Following a long career in editorial and management roles at UPI, he designed and produced Reuters Target News, a major innovation that allowed Reuters to customise its news feeds to meet the requirements of Web publishing.
In the mid-1990s, on the cusp of the Big Bang -- the birth and explosive growth of the World Wide Web -- Reuters was looking for an edge.
The Associated Press, handcuffed by newspaper owners nervous about their content feeding the competition, and Dow Jones -- likewise fearful of weakening its grip on financial news distribution, seemed unsure about their respective roles in the new medium.
Following Reuters long tradition of aggressive, risk-taking moves, managers at Reuters New Media in the United States agreed an innovative course of action: selling customized news feeds to the widely diverse - and burgeoning - world of web publishing.

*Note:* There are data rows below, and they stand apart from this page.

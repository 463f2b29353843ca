//! Object store sink.
use async_trait::async_trait;
use std::io::ErrorKind;
use std::path::PathBuf;
use tracing::debug;

use reportgen_core::{ReportError, Result};

const SINK: &str = "object_store";

#[async_trait]
pub trait ObjectStore: Send + Sync {
    /// Store `bytes` under `bucket/key`; returns the object's location.
    async fn put(&self, bucket: &str, key: &str, bytes: &[u8], mime: &str) -> Result<String>;
}

/// Bucket names: 1-63 of `a-z 0-9 . - _`, starting with a letter or digit.
pub fn validate_bucket(bucket: &str) -> Result<()> {
    let valid = (1..=63).contains(&bucket.len())
        && bucket
            .chars()
            .all(|c| c.is_ascii_lowercase() || c.is_ascii_digit() || matches!(c, '.' | '-' | '_'))
        && bucket.starts_with(|c: char| c.is_ascii_alphanumeric());
    if valid {
        Ok(())
    } else {
        Err(ReportError::config(format!("invalid bucket name '{}'", bucket)))
    }
}

/// Keys are relative `/`-separated paths without `.` or `..` segments.
pub fn validate_key(key: &str) -> Result<()> {
    let bad = key.is_empty()
        || key.starts_with('/')
        || key.contains('\\')
        || key.chars().any(char::is_control)
        || key.split('/').any(|seg| seg.is_empty() || seg == "." || seg == "..");
    if bad {
        Err(ReportError::config(format!("invalid object key '{}'", key)))
    } else {
        Ok(())
    }
}

/// Filesystem store: objects live at `<root>/<bucket>/<key>`.
pub struct LocalObjectStore {
    root: PathBuf,
}

impl LocalObjectStore {
    pub fn new(root: impl Into<PathBuf>) -> Self {
        Self { root: root.into() }
    }

    pub fn path_for(&self, bucket: &str, key: &str) -> PathBuf {
        key.split('/')
            .fold(self.root.join(bucket), |path, segment| path.join(segment))
    }
}

#[async_trait]
impl ObjectStore for LocalObjectStore {
    async fn put(&self, bucket: &str, key: &str, bytes: &[u8], mime: &str) -> Result<String> {
        validate_bucket(bucket)?;
        validate_key(key)?;
        let path = self.path_for(bucket, key);

        if let Some(parent) = path.parent() {
            tokio::fs::create_dir_all(parent).await.map_err(io_error)?;
        }
        // Readers never observe a partially written object.
        let partial = path.with_extension("partial");
        tokio::fs::write(&partial, bytes).await.map_err(io_error)?;
        tokio::fs::rename(&partial, &path).await.map_err(io_error)?;

        debug!(path = %path.display(), mime = %mime, bytes = bytes.len(), "object stored");
        Ok(format!("file://{}", path.display()))
    }
}

fn io_error(e: std::io::Error) -> ReportError {
    let transient = !matches!(e.kind(), ErrorKind::PermissionDenied | ErrorKind::InvalidInput);
    ReportError::delivery(SINK, e.to_string(), transient)
}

Some 30 years ago, however, there was yet to be developed software that could effectively handle a "fire hose" of Reuters worldwide general news content, then identify, extract and deliver topic-specific stories.
What Reuters needed was a middleman, someone who knew news, understood publishers and had the tech skills to manage the fire hose. Enter Bobby Ray Miller, a former long-time editor at United Press International.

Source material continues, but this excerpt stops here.